While the rice is cooking, sauté the pumpkin in a teaspoon of oil with a little chilli. When it is almost tender, add the kale or cavolo nero, tearing it as you do. When wilted take it off the heat.
Add the soy sauce, mirin and sesame seeds to the rice. Top with the pumpkin, cavolo nero and a sprinkling of sesame seeds. This eats very well warm or cold. Perfect lunch! Enjoy it.
I love potatoes. They are just the best thing. I have always been a fan, as a child I had a phase where I would eat nothing else, and I have found a myriad of things to do with them since. I grew up surrounded by potato fields and we would collect the unwanted baby ones to make things with at home. Now of course they are trendy and more expensive than the bigger ones. Life is a funny thing.
My potato joy expanded when I discovered that there were more types than just the potato that grew in the field behind my house. There were waxy and floury, red skinned and blue fleshed. There are even yellow fleshed potatoes from Peru. Of course all potatoes are from Peru originally, but you know.
Occasionally I can get my mitts on purple potatoes at my farmers market. They used to be at the supermarket too but I guess maybe I was the only person buying them as they don’t sell them anymore. It is hard to beat a purple potato, both for visuals and flavour. They have wonderful sweet rich flesh (although nowhere near as sweet as a sweet potato, they are still quite savoury too).
I have made crisps with them before (I love crisps), and served them with a chilli mayo dip. This time I went the hasselback route, cutting the potato into thin long wedges and roasting until crisp. Increasing the surface area this way not only looks superb, but it tastes great too. Especially when you baste them with butter relentlessly. And I did. They also look a lot more complex than they are. They are just potatoes that are not quite sliced through, and carefully.
Of course you can use normal white potatoes and they will be just as good, but do keep an eye peeled for the purple ones just to try them. They are addictive and I think would be perfect for Halloween too, no?
Recipe: Hasselback Purple Potatoes with Chorizo, Squash, Green Chilli and Cheddar
Serves 2 (or you know one for now and one for lunch the next day as I did)
4 medium potatoes, skin on, washed
125g butter (yes it is a a lot but the potatoes don’t absorb all of it)

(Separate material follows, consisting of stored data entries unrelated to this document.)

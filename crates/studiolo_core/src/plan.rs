use crate::Topic;
use chrono::{DateTime, Utc};
use derive_getters::Getters;
use serde::{Deserialize, Serialize};
use uuid::Uuid;

/// Lifecycle state of a whole study plan.
#[derive(
    Debug,
    Default,
    Clone,
    Copy,
    PartialEq,
    Eq,
    Serialize,
    Deserialize,
    strum::Display,
    strum::EnumString,
)]
#[serde(rename_all = "snake_case")]
#[strum(serialize_all = "snake_case")]
pub enum PlanStatus {
    #[default]
    Active,
    Paused,
    Completed,
}

/// Progress state of one topic inside a plan.
#[derive(
    Debug,
    Default,
    Clone,
    Copy,
    PartialEq,
    Eq,
    Serialize,
    Deserialize,
    strum::Display,
    strum::EnumString,
)]
#[serde(rename_all = "snake_case")]
#[strum(serialize_all = "snake_case")]
pub enum TopicStatus {
    #[default]
    Pending,
    InProgress,
    Completed,
}

/// A topic scheduled inside a study plan.
#[derive(Debug, Clone, PartialEq, Serialize, Deserialize, Getters)]
pub struct PlannedTopic {
    id: String,
    topic: Topic,
    /// Position in the study order, starting at 1.
    order: u32,
    status: TopicStatus,
    /// Completion fraction from 0.0 to 1.0.
    progress: f32,
}

impl PlannedTopic {
    pub fn new(topic: Topic, order: u32) -> Self {
        Self {
            id: Uuid::new_v4().to_string(),
            topic,
            order,
            status: TopicStatus::Pending,
            progress: 0.0,
        }
    }
}

/// A schedule that spreads analyzed topics over the days before an exam.
#[derive(Debug, Clone, PartialEq, Serialize, Deserialize, Getters)]
pub struct StudyPlan {
    id: String,
    name: String,
    exam_date: DateTime<Utc>,
    created_at: DateTime<Utc>,
    /// Days between creation and the exam, never less than one.
    days_available: u32,
    /// Daily workload, never less than half an hour.
    minutes_per_day: u32,
    /// Sum of the topic estimates.
    total_minutes: u32,
    topics: Vec<PlannedTopic>,
    status: PlanStatus,
    /// Completion fraction from 0.0 to 1.0.
    progress: f32,
}

impl StudyPlan {
    /// Lays out `topics` as a plan ending at `exam_date`.
    ///
    /// Pure computation: topics are numbered in the order given and reset to
    /// pending. An exam in the past still yields a one-day plan rather than
    /// an error, since the learner can always start now.
    pub fn schedule(name: impl Into<String>, exam_date: DateTime<Utc>, topics: Vec<Topic>) -> Self {
        let created_at = Utc::now();
        let days_available = exam_date
            .signed_duration_since(created_at)
            .num_days()
            .max(1) as u32;
        let total_minutes: u32 = topics.iter().map(|t| *t.est_minutes()).sum();
        let minutes_per_day = (total_minutes / days_available).max(30);
        let topics = topics
            .into_iter()
            .enumerate()
            .map(|(i, topic)| PlannedTopic::new(topic, i as u32 + 1))
            .collect();
        Self {
            id: Uuid::new_v4().to_string(),
            name: name.into(),
            exam_date,
            created_at,
            days_available,
            minutes_per_day,
            total_minutes,
            topics,
            status: PlanStatus::Active,
            progress: 0.0,
        }
    }
}

#[cfg(test)]
mod tests {
    use super::*;
    use chrono::Duration;

    fn topic(name: &str, minutes: u32) -> Topic {
        Topic::new(name, "").with_estimates(3, minutes)
    }

    #[test]
    fn topics_are_numbered_from_one_and_reset_to_pending() {
        let plan = StudyPlan::schedule(
            "Analysis II",
            Utc::now() + Duration::days(10),
            vec![topic("Limits", 60), topic("Series", 90)],
        );
        let orders: Vec<u32> = plan.topics().iter().map(|t| *t.order()).collect();
        assert_eq!(orders, vec![1, 2]);
        assert!(
            plan.topics()
                .iter()
                .all(|t| *t.status() == TopicStatus::Pending)
        );
        assert_eq!(*plan.total_minutes(), 150);
    }

    #[test]
    fn past_exam_date_clamps_to_a_single_day() {
        let plan = StudyPlan::schedule(
            "Crunch",
            Utc::now() - Duration::days(3),
            vec![topic("Everything", 120)],
        );
        assert_eq!(*plan.days_available(), 1);
        assert_eq!(*plan.minutes_per_day(), 120);
    }

    #[test]
    fn light_plans_still_ask_for_half_an_hour_daily() {
        let plan = StudyPlan::schedule(
            "Review",
            Utc::now() + Duration::days(30),
            vec![topic("Glossary", 60)],
        );
        assert_eq!(*plan.minutes_per_day(), 30);
    }
}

75g chorizo, sliced in half lengthways and then chopped into horizontal slices
1 small pumpkin or squash (not a munchkin though!), deseeded, peeled and diced
1 mild green chilli
a few sprigs of thyme
100g cheddar, finely grated
fresh ground black pepper
Preheat the oven to 200 deg C.
Prepare your potatoes by slicing them with a sharp knife not quite through to the end every 3mm or so.
Grease a baking tray and place the potatoes in. Divide the butter in 5 and firmly squish one fifth on top of each potato. Leave the remaining to the side. Sprinkle with sea salt and some of the pepper.
Put in the oven for 20 minutes, after which you should baste the potatoes with the melted butter, and continue to do this every 20 minutes. They should be finished after 60 minutes but this will depend on the size of your potatoes. They will be done when nice and crisp on top and soft within (test with your sharp knife gently).
While the potatoes are cooking, in a separate oven proof dish add the remaining butter, chorizo, chilli, pumpkin, thyme and a sprinkle of salt and pepper. Mix well and put in the oven once the potatoes have been in a half an hour or so. Take them out after 10 minutes and give them a good stir. These should be cooked (when the pumpkin is tender), once the potatoes are done. If done before the potatoes, remove them and put back in the oven for 5 minutes before serving.
Serve when done with a quarter of the cheese on each and the chorizo and pumpkin mix.